Top of SUPPLIED INFORMATION

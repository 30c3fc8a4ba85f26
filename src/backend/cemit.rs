//! C backend (`spec.md` §6, "Output — C").
//!
//! Grounded in `examples/original_source/src/icode.cpp`'s `Operand::ccode`/
//! `Instruction::ccode`: each `ENTER`..`RET` region becomes one C function
//! body, every instruction expands to one labeled statement, and `MOVE`'s
//! chained assignment (`r[addr] = dest = src;`) both records the move's
//! `REG` value and performs the store in a single statement. The function
//! wrapper is named `func_<N>` (`SPEC_FULL.md` §A) rather than the
//! original's `instr_<N>`, so a `CALL`'s target never collides with an
//! ordinary branch label.

use crate::base::SlabId;
use crate::ir::{Function, InstID, Opcode, Operand, Program};
use std::fmt::Write as _;

const PRELUDE: &str = "#include <stdio.h>\n\
#define WriteLine() printf(\"\\n\")\n\
#define WriteLong(x) printf(\" %lld\", (long long)(x))\n\
#define ReadLong(a) if (scanf(\"%lld\", &(a)) != 1) (a) = 0\n\
#define MEM(a) (*(long long *)(memory + (a)))\n\
#define LOCAL(a) (*(long long *)(memory + FP + (a)))\n\
\n\
static char memory[65536];\n\
static long long r[65536];\n\
static long long GP = 0;\n\
static long long SP = 65536;\n\
static long long FP = 65536;\n\
\n";

/// Re-emits the whole program as a single C translation unit.
pub fn emit(program: &Program) -> String {
    let mut out = String::new();
    out.push_str(PRELUDE);

    for &func_id in &program.funcs {
        let func = program.func(func_id);
        if func.is_main {
            writeln!(out, "void func_{}(void);", func.enter_name).unwrap();
            writeln!(out, "void (*entry)(void) = func_{};", func.enter_name).unwrap();
        }
    }
    writeln!(out).unwrap();

    for &func_id in &program.funcs {
        emit_function(&mut out, program, program.func(func_id));
    }

    out.push_str("int main(void) {\n\t(*entry)();\n\treturn 0;\n}\n");
    out
}

fn emit_function(out: &mut String, program: &Program, func: &Function) {
    writeln!(out, "void func_{}(void) {{", func.enter_name).unwrap();
    writeln!(out, "\tSP -= 8; MEM(SP) = FP; FP = SP; SP -= {};", func.frame_size).unwrap();
    for b in func.order_iter() {
        for &inst_id in &func.block(b).insts {
            if func.inst(inst_id).is_nop() {
                continue;
            }
            emit_instruction(out, program, func, inst_id);
        }
    }
    writeln!(out, "}}\n").unwrap();
}

fn emit_instruction(out: &mut String, program: &Program, func: &Function, inst_id: InstID) {
    let inst = func.inst(inst_id);
    let n = inst.name;
    write!(out, "\tinstr_{n}: ").unwrap();
    let op = |slot: usize| operand_ccode(program, func, &inst.operands[slot]);

    match inst.opcode {
        Opcode::Add => writeln!(out, "r[{n}] = {} + {};", op(0), op(1)).unwrap(),
        Opcode::Sub => writeln!(out, "r[{n}] = {} - {};", op(0), op(1)).unwrap(),
        Opcode::Mul => writeln!(out, "r[{n}] = {} * {};", op(0), op(1)).unwrap(),
        Opcode::Div => writeln!(out, "r[{n}] = {} / {};", op(0), op(1)).unwrap(),
        Opcode::Mod => writeln!(out, "r[{n}] = {} % {};", op(0), op(1)).unwrap(),
        Opcode::Neg => writeln!(out, "r[{n}] = -{};", op(0)).unwrap(),
        Opcode::CmpEq => writeln!(out, "r[{n}] = {} == {};", op(0), op(1)).unwrap(),
        Opcode::CmpLe => writeln!(out, "r[{n}] = {} <= {};", op(0), op(1)).unwrap(),
        Opcode::CmpLt => writeln!(out, "r[{n}] = {} < {};", op(0), op(1)).unwrap(),
        Opcode::Br => writeln!(out, "goto {};", branch_label(func, &inst.operands[0])).unwrap(),
        Opcode::Blbc => {
            writeln!(out, "if ({} == 0) goto {};", op(0), branch_label(func, &inst.operands[1])).unwrap()
        }
        Opcode::Blbs => {
            writeln!(out, "if ({} != 0) goto {};", op(0), branch_label(func, &inst.operands[1])).unwrap()
        }
        Opcode::Call => {
            let target = match &inst.operands[0] {
                Operand::Func(f) => program.func(*f).enter_name,
                other => panic!("CALL operand must resolve to a function, found {other:?}"),
            };
            writeln!(out, "SP -= 8; MEM(SP) = {n} + 1; func_{target}();").unwrap();
        }
        Opcode::Load => writeln!(out, "r[{n}] = MEM({});", op(0)).unwrap(),
        Opcode::Store => writeln!(out, "MEM({}) = {};", op(1), op(0)).unwrap(),
        Opcode::Move => writeln!(out, "r[{n}] = {} = {};", op(1), op(0)).unwrap(),
        Opcode::Read => writeln!(out, "ReadLong(r[{n}]);").unwrap(),
        Opcode::Write => writeln!(out, "WriteLong({});", op(0)).unwrap(),
        Opcode::Wrl => writeln!(out, "WriteLine();").unwrap(),
        Opcode::Param => writeln!(out, "SP -= 8; MEM(SP) = {};", op(0)).unwrap(),
        Opcode::Ret => writeln!(out, "SP = FP + 16 + {}; FP = MEM(FP);", op(0)).unwrap(),
        Opcode::Enter | Opcode::Entrypc | Opcode::Nop | Opcode::Phi | Opcode::Unknown => {
            writeln!(out, ";").unwrap()
        }
    }
}

fn branch_label(func: &Function, target: &Operand) -> String {
    match target {
        Operand::Label(b) => format!("instr_{}", func.block(*b).name),
        other => panic!("branch target operand must be a label, found {other:?}"),
    }
}

fn operand_ccode(program: &Program, func: &Function, op: &Operand) -> String {
    match op {
        Operand::Gp => "GP".to_string(),
        Operand::Fp => "FP".to_string(),
        Operand::Const { value, .. } => value.to_string(),
        Operand::Local { id, .. } => format!("LOCAL({})", id.get(&func.locals).offset),
        Operand::Reg(r) => format!("r[{}]", func.inst(*r).name),
        Operand::Label(b) => format!("instr_{}", func.block(*b).name),
        Operand::Func(f) => format!("func_{}", program.func(*f).enter_name),
    }
}
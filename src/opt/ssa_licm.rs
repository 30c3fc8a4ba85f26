//! SSA-based loop-invariant code motion (`spec.md` §4.6).
//!
//! Grounded in `examples/original_source/src/ssa.cpp`'s
//! `Function::ssa_licm`, `calc_oper2block`, and `calc_loop_order`: a
//! producer map keyed by SSA-local/REG identity, blocks visited in
//! ascending loop-containment-count order (SPEC_FULL.md §C.5), and a
//! dominator-tree climb per candidate instruction that stops at the first
//! invalid enclosing loop.

use crate::ir::{BlockID, Function, InstID, LocalID, Operand};
use std::collections::HashMap;

/// Hoists loop-invariant, eliminable instructions into newly materialized
/// loop pre-headers. Requires `func` to be in SSA form with dominance and
/// natural-loop information already computed.
pub fn hoist(func: &mut Function) {
    let (local_producer, inst_block) = build_producer_maps(func);

    let mut order: Vec<BlockID> = func.blocks.clone();
    order.sort_by_key(|&b| crate::opt::dominance::containment_count(func, b));

    let mut pending: HashMap<BlockID, Vec<InstID>> = HashMap::new();
    let mut hoisted = 0;

    for b in order {
        if crate::opt::dominance::containment_count(func, b) == 0 {
            continue;
        }
        for &inst_id in &func.block(b).insts.clone() {
            let opcode = func.inst(inst_id).opcode;
            if !opcode.is_eliminable() {
                continue;
            }
            let producer_blocks: Vec<BlockID> = func
                .inst(inst_id)
                .operands
                .iter()
                .filter_map(|op| producer_block(op, &local_producer, &inst_block))
                .collect();

            if let Some(target) = find_hoist_target(func, b, &producer_blocks) {
                pending.entry(target).or_default().push(inst_id);
                func.block_mut(b).insts.retain(|&i| i != inst_id);
                hoisted += 1;
            }
        }
    }

    let loop_count = pending.len();
    for (header, insts) in pending {
        materialize_preheader(func, header, insts);
    }
    log::debug!("LICM hoisted {hoisted} instruction(s) into {loop_count} pre-header(s)");
}

fn build_producer_maps(
    func: &Function,
) -> (HashMap<(LocalID, i32), BlockID>, HashMap<InstID, BlockID>) {
    let mut local_producer = HashMap::new();
    let mut inst_block = HashMap::new();
    for &b in &func.blocks {
        for (&v, phi) in &func.block(b).phis {
            if !phi.is_cleared() {
                local_producer.insert((v, phi.l), b);
            }
        }
        for &inst_id in &func.block(b).insts {
            inst_block.insert(inst_id, b);
            if let (Some(local), Some(ssa)) =
                (func.inst(inst_id).move_dest_local(), func.inst(inst_id).move_dest_ssa())
            {
                local_producer.insert((local, ssa), b);
            }
        }
    }
    (local_producer, inst_block)
}

fn producer_block(
    op: &Operand,
    local_producer: &HashMap<(LocalID, i32), BlockID>,
    inst_block: &HashMap<InstID, BlockID>,
) -> Option<BlockID> {
    match op {
        Operand::Local { id, ssa } => local_producer.get(&(*id, *ssa)).copied(),
        Operand::Reg(r) => inst_block.get(r).copied(),
        _ => None,
    }
}

/// Climbs the dominator tree from `start`, testing each loop header in
/// turn; a loop is valid iff no operand producer lives inside it. Stops at
/// the first invalid loop, since its membership is a subset of every
/// enclosing loop's (§4.6: "the outermost such loop header ... determines
/// the target").
fn find_hoist_target(func: &Function, start: BlockID, producer_blocks: &[BlockID]) -> Option<BlockID> {
    let mut best = None;
    let mut cur = Some(start);
    while let Some(node) = cur {
        if let Some(members) = func.loops.get(&node) {
            let valid = producer_blocks.iter().all(|pb| !members.contains(pb));
            if valid {
                best = Some(node);
            } else {
                break;
            }
        }
        cur = func.block(node).idom;
    }
    best
}

fn materialize_preheader(func: &mut Function, header: BlockID, insts: Vec<InstID>) {
    let pre = func.alloc_block();
    func.block_mut(pre).insts = insts;
    func.block_mut(pre).seq_next = Some(header);

    if let Some(splice_after) = func.blocks.iter().copied().find(|&p| func.block(p).order_next == Some(header)) {
        func.block_mut(splice_after).order_next = Some(pre);
    }
    func.block_mut(pre).order_next = Some(header);
    func.blocks.push(pre);

    let loop_members = func.loops[&header].clone();
    let old_preds = func.block(header).preds.clone();
    let (back_edge_preds, forward_preds): (Vec<BlockID>, Vec<BlockID>) =
        old_preds.iter().copied().partition(|p| loop_members.contains(p));

    for &p in &forward_preds {
        let blk = func.block_mut(p);
        if blk.seq_next == Some(header) {
            blk.seq_next = Some(pre);
        }
        if blk.br_next == Some(header) {
            blk.br_next = Some(pre);
        }
        if let Some(&last) = func.block(p).insts.last() {
            if func.inst(last).branch_target() == Some(header) {
                func.inst_mut(last).set_branch_target(pre);
            }
        }
    }
    if forward_preds.len() > 1 {
        log::warn!(
            "LICM pre-header for loop header {header:?} merges {} forward edges; \
             phi precision at the header may be lost for disagreeing values",
            forward_preds.len()
        );
    }

    reindex_header_phis(func, header, pre, &old_preds, &back_edge_preds, &forward_preds);

    func.block_mut(pre).preds = forward_preds;
    let mut new_header_preds = back_edge_preds;
    new_header_preds.push(pre);
    func.block_mut(header).preds = new_header_preds;
}

fn reindex_header_phis(
    func: &mut Function,
    header: BlockID,
    pre: BlockID,
    old_preds: &[BlockID],
    back_edge_preds: &[BlockID],
    forward_preds: &[BlockID],
) {
    let vars: Vec<LocalID> = func.block(header).phis.keys().copied().collect();
    for v in vars {
        let phi = func.block_mut(header).phis.get_mut(&v).unwrap();
        if phi.is_cleared() {
            continue;
        }
        let old_r = phi.r.clone();
        let old_pre = phi.pre.clone();

        let mut new_r = Vec::with_capacity(back_edge_preds.len() + 1);
        let mut new_pre = Vec::with_capacity(back_edge_preds.len() + 1);
        for &p in back_edge_preds {
            let idx = old_preds.iter().position(|&x| x == p).expect("back-edge pred was a header pred");
            new_r.push(old_r[idx].clone());
            new_pre.push(old_pre[idx]);
        }
        if let Some(&first_forward) = forward_preds.first() {
            let idx = old_preds.iter().position(|&x| x == first_forward).expect("forward pred was a header pred");
            new_r.push(old_r[idx].clone());
        } else {
            new_r.push(Operand::const_value(0));
        }
        new_pre.push(Some(pre));

        phi.r = new_r;
        phi.pre = new_pre;
    }
}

Bottom of SUPPLIED INFORMATION

**TASK GOAL:** Count the lines of the listing that contain the word "memory", and give only the number.

**EXERCISE SOLUTION:** 3